Wanda live in Berlin: noch einmal „Luzia“, noch einmal „Bologna“
Nach „Schickt mir die Post“ und „Auseinandergehen ist schwer“ brodelt der Saal. Es folgt der Überhit: „Wenn jemand fragt, wofür ihr steht, was sagt ihr dann?“, fragt Wanda, bevor die Band „Bologna“ anstimmt. In den vorderen Reihen reißen fünf Fans T-Shirts hoch. Darauf steht jeweils ein Buchstabe: A. M. O. R. E.
Am Ende ist fast jeder Hit gespielt. Das Publikum will mehr. „Wir verstoßen jetzt gegen alle Regeln des Musikbusiness“, sagt Wanda und lässt seine Band noch zwei Zugaben spielen: noch einmal „Luzia“, noch einmal „Bologna“. Danach ist wirklich Schluss. Wanda verbeugen sich. Im Badehaus Szimpla baden sie im Applaus.

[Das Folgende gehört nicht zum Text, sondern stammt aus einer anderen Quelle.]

use crate::helpers::{assert_error_message, spawn_app};
use dizai::domain::FeedbackFilter;
use dizai::store::Store;
use serde_json::{json, Value};

#[tokio::test]
async fn the_public_page_exposes_only_public_fields() {
    // arrange
    let app = spawn_app().await;
    app.register_subscriber().await;
    let establishment = app.create_establishment("Sorveteria").await;

    // act
    let response = app
        .get(&format!("/public/establishment/{}", establishment.slug))
        .await;

    // assert
    assert_eq!(200, response.status().as_u16());
    let body: Value = response.json().await.unwrap();
    assert_eq!(
        body,
        json!({
            "establishment": {
                "id": establishment.id.to_string(),
                "name": "Sorveteria",
                "slug": establishment.slug,
                "googleReviewUrl": null,
                "showGoogleReviewPrompt": false
            }
        })
    );
}

#[tokio::test]
async fn the_public_page_of_an_unknown_slug_is_a_404() {
    // arrange
    let app = spawn_app().await;

    // act
    let response = app.get("/public/establishment/nao-existe-abc123").await;

    // assert
    assert_eq!(404, response.status().as_u16());
    let body: Value = response.json().await.unwrap();
    assert_error_message(&body, "Estabelecimento não encontrado");
}

#[tokio::test]
async fn positive_feedback_is_stored_without_an_alert() {
    // arrange
    let app = spawn_app().await;
    app.register_subscriber().await;
    let establishment = app.create_establishment("Mercadinho").await;

    // act
    let response = app
        .post_json(
            "/feedback",
            &json!({
                "rating": "great",
                "comment": "  Adorei!  ",
                "establishmentSlug": establishment.slug
            }),
        )
        .await;

    // assert
    assert_eq!(200, response.status().as_u16());
    let body: Value = response.json().await.unwrap();
    assert_eq!(
        body,
        json!({ "success": true, "message": "Feedback enviado com sucesso" })
    );
    let saved = app
        .store
        .list_feedbacks(establishment.id, FeedbackFilter::default())
        .await
        .unwrap();
    assert_eq!(saved.len(), 1);
    assert_eq!(saved[0].comment.as_deref(), Some("Adorei!"));
    assert!(app.email_client.sent_emails().is_empty());
}

#[tokio::test]
async fn negative_feedback_alerts_the_owner() {
    // arrange
    let app = spawn_app().await;
    let owner = app.register_subscriber().await;
    let establishment = app.create_establishment("Pizzaria <Bella>").await;

    // act
    let response = app
        .post_json(
            "/feedback",
            &json!({
                "rating": "bad",
                "comment": "<script>alert(1)</script>",
                "establishmentSlug": establishment.slug
            }),
        )
        .await;

    // assert
    assert_eq!(200, response.status().as_u16());
    let sent = app.email_client.sent_emails();
    assert_eq!(sent.len(), 1);
    assert_eq!(sent[0].recipient, owner.email);
    assert_eq!(
        sent[0].subject,
        "Alerta: Feedback negativo em Pizzaria <Bella>"
    );
    assert!(!sent[0].html.contains("<script>"));
    assert!(sent[0].html.contains("&lt;script&gt;"));
    assert!(sent[0].text.contains("<script>alert(1)</script>"));
    assert!(sent[0]
        .html
        .contains(&format!("{}/dashboard", app.settings.application.base_url)));
}

#[tokio::test]
async fn a_failed_alert_does_not_fail_the_submission() {
    // arrange
    let app = spawn_app().await;
    app.register_subscriber().await;
    let establishment = app.create_establishment("Lanchonete").await;
    app.email_client.fail_deliveries();

    // act
    let response = app
        .post_json(
            "/feedback",
            &json!({ "rating": "bad", "establishmentSlug": establishment.slug }),
        )
        .await;

    // assert
    assert_eq!(200, response.status().as_u16());
    let saved = app
        .store
        .list_feedbacks(establishment.id, FeedbackFilter::default())
        .await
        .unwrap();
    assert_eq!(saved.len(), 1);
}

#[tokio::test]
async fn feedback_returns_a_400_when_data_is_invalid() {
    // arrange
    let app = spawn_app().await;
    app.register_subscriber().await;
    let establishment = app.create_establishment("Academia").await;
    let test_cases = vec![
        (json!({ "establishmentSlug": establishment.slug }), "missing the rating"),
        (json!({ "rating": "great" }), "missing the establishment"),
        (
            json!({ "rating": "excellent", "establishmentSlug": establishment.slug }),
            "an unknown rating",
        ),
    ];

    for (invalid_body, error_message) in test_cases {
        // act
        let response = app.post_json("/feedback", &invalid_body).await;

        // assert
        assert_eq!(
            400,
            response.status().as_u16(),
            "The API did not fail with 400 Bad Request when the payload was {}.",
            error_message
        );
    }
}

#[tokio::test]
async fn feedback_for_an_unknown_establishment_is_a_404() {
    // arrange
    let app = spawn_app().await;

    // act
    let response = app
        .post_json(
            "/feedback",
            &json!({ "rating": "okay", "establishmentSlug": "nao-existe" }),
        )
        .await;

    // assert
    assert_eq!(404, response.status().as_u16());
}

#[tokio::test]
async fn malformed_json_is_a_400() {
    // arrange
    let app = spawn_app().await;

    // act
    let response = app
        .api_client
        .post(app.url("/feedback"))
        .header("Content-Type", "application/json")
        .body("{ not json")
        .send()
        .await
        .unwrap();

    // assert
    assert_eq!(400, response.status().as_u16());
    let body: Value = response.json().await.unwrap();
    assert!(body["error"].is_string());
}
use crate::domain::{Establishment, EstablishmentChanges};
use crate::schema::establishments;
use chrono::{DateTime, Utc};
use diesel::{AsChangeset, Insertable, Queryable, Selectable};

#[derive(Queryable, Selectable)]
#[diesel(table_name = establishments)]
#[diesel(check_for_backend(diesel::pg::Pg))]
pub struct EstablishmentRow {
    pub id: uuid::Uuid,
    pub name: String,
    pub slug: String,
    pub alert_email: String,
    pub user_id: uuid::Uuid,
    pub google_review_url: Option<String>,
    pub show_google_review_prompt: bool,
    pub weekly_reports_enabled: bool,
    pub created_at: DateTime<Utc>,
}

impl From<EstablishmentRow> for Establishment {
    fn from(row: EstablishmentRow) -> Self {
        Establishment {
            id: row.id,
            name: row.name,
            slug: row.slug,
            alert_email: row.alert_email,
            user_id: row.user_id,
            google_review_url: row.google_review_url,
            show_google_review_prompt: row.show_google_review_prompt,
            weekly_reports_enabled: row.weekly_reports_enabled,
            created_at: row.created_at,
        }
    }
}

#[derive(Insertable)]
#[diesel(table_name = establishments)]
pub struct NewEstablishmentRow<'a> {
    pub id: &'a uuid::Uuid,
    pub name: &'a str,
    pub slug: &'a str,
    pub alert_email: &'a str,
    pub user_id: &'a uuid::Uuid,
    pub created_at: &'a DateTime<Utc>,
}

#[derive(AsChangeset)]
#[diesel(table_name = establishments)]
pub struct EstablishmentChangeset {
    pub name: Option<String>,
    pub alert_email: Option<String>,
    pub google_review_url: Option<Option<String>>,
    pub show_google_review_prompt: Option<bool>,
    pub weekly_reports_enabled: Option<bool>,
}

impl From<EstablishmentChanges> for EstablishmentChangeset {
    fn from(changes: EstablishmentChanges) -> Self {
        Self {
            name: changes.name.map(|n| n.as_ref().to_string()),
            alert_email: changes.alert_email.map(|e| e.as_ref().to_string()),
            google_review_url: changes.google_review_url,
            show_google_review_prompt: changes.show_google_review_prompt,
            weekly_reports_enabled: changes.weekly_reports_enabled,
        }
    }
}
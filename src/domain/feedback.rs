use crate::domain::Rating;
use chrono::{DateTime, Utc};
use uuid::Uuid;

#[derive(Debug, Clone, PartialEq, Eq, serde::Serialize, serde::Deserialize)]
pub struct Feedback {
    pub id: Uuid,
    pub rating: Rating,
    pub comment: Option<String>,
    pub establishment_id: Uuid,
    pub created_at: DateTime<Utc>,
}

impl Feedback {
    /// The comment, if it has any visible text.
    pub fn comment_text(&self) -> Option<&str> {
        self.comment
            .as_deref()
            .map(str::trim)
            .filter(|comment| !comment.is_empty())
    }
}

pub struct NewFeedback {
    pub rating: Rating,
    pub comment: Option<String>,
    pub establishment_id: Uuid,
    pub received_at: DateTime<Utc>,
}

impl NewFeedback {
    pub fn new(rating: Rating, comment: Option<String>, establishment_id: Uuid) -> Self {
        let comment = comment
            .map(|c| c.trim().to_string())
            .filter(|c| !c.is_empty());
        Self {
            rating,
            comment,
            establishment_id,
            received_at: Utc::now(),
        }
    }

    /// Overrides the receipt time, e.g. for feedback collected offline.
    pub fn received_at(mut self, received_at: DateTime<Utc>) -> Self {
        self.received_at = received_at;
        self
    }
}

/// `since` is inclusive, `until` exclusive.
#[derive(Debug, Clone, Default)]
pub struct FeedbackFilter {
    pub since: Option<DateTime<Utc>>,
    pub until: Option<DateTime<Utc>>,
    pub rating: Option<Rating>,
}

impl FeedbackFilter {
    pub fn between(since: DateTime<Utc>, until: DateTime<Utc>) -> Self {
        Self {
            since: Some(since),
            until: Some(until),
            rating: None,
        }
    }

    pub fn matches(&self, feedback: &Feedback) -> bool {
        self.since.map_or(true, |since| feedback.created_at >= since)
            && self.until.map_or(true, |until| feedback.created_at < until)
            && self.rating.map_or(true, |rating| feedback.rating == rating)
    }
}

Später sitzen die Bandmitglieder am Eingang und signieren CDs und Platten. Auf manchen unterschreiben sie statt mit ihren eigenen Namen mit John Lennon oder Rainhard Fendrich. Ein Fan bittet um Ausgehtipps in Wien. Marco empfiehlt ihm sein geliebtes Leopoldistüberl im Zweiten Bezirk. Wanda sind eine Band zum Anfassen. Noch. Ab jetzt wird diese Band nur noch größer. Besser als in diesem Moment kann sie aber kaum werden.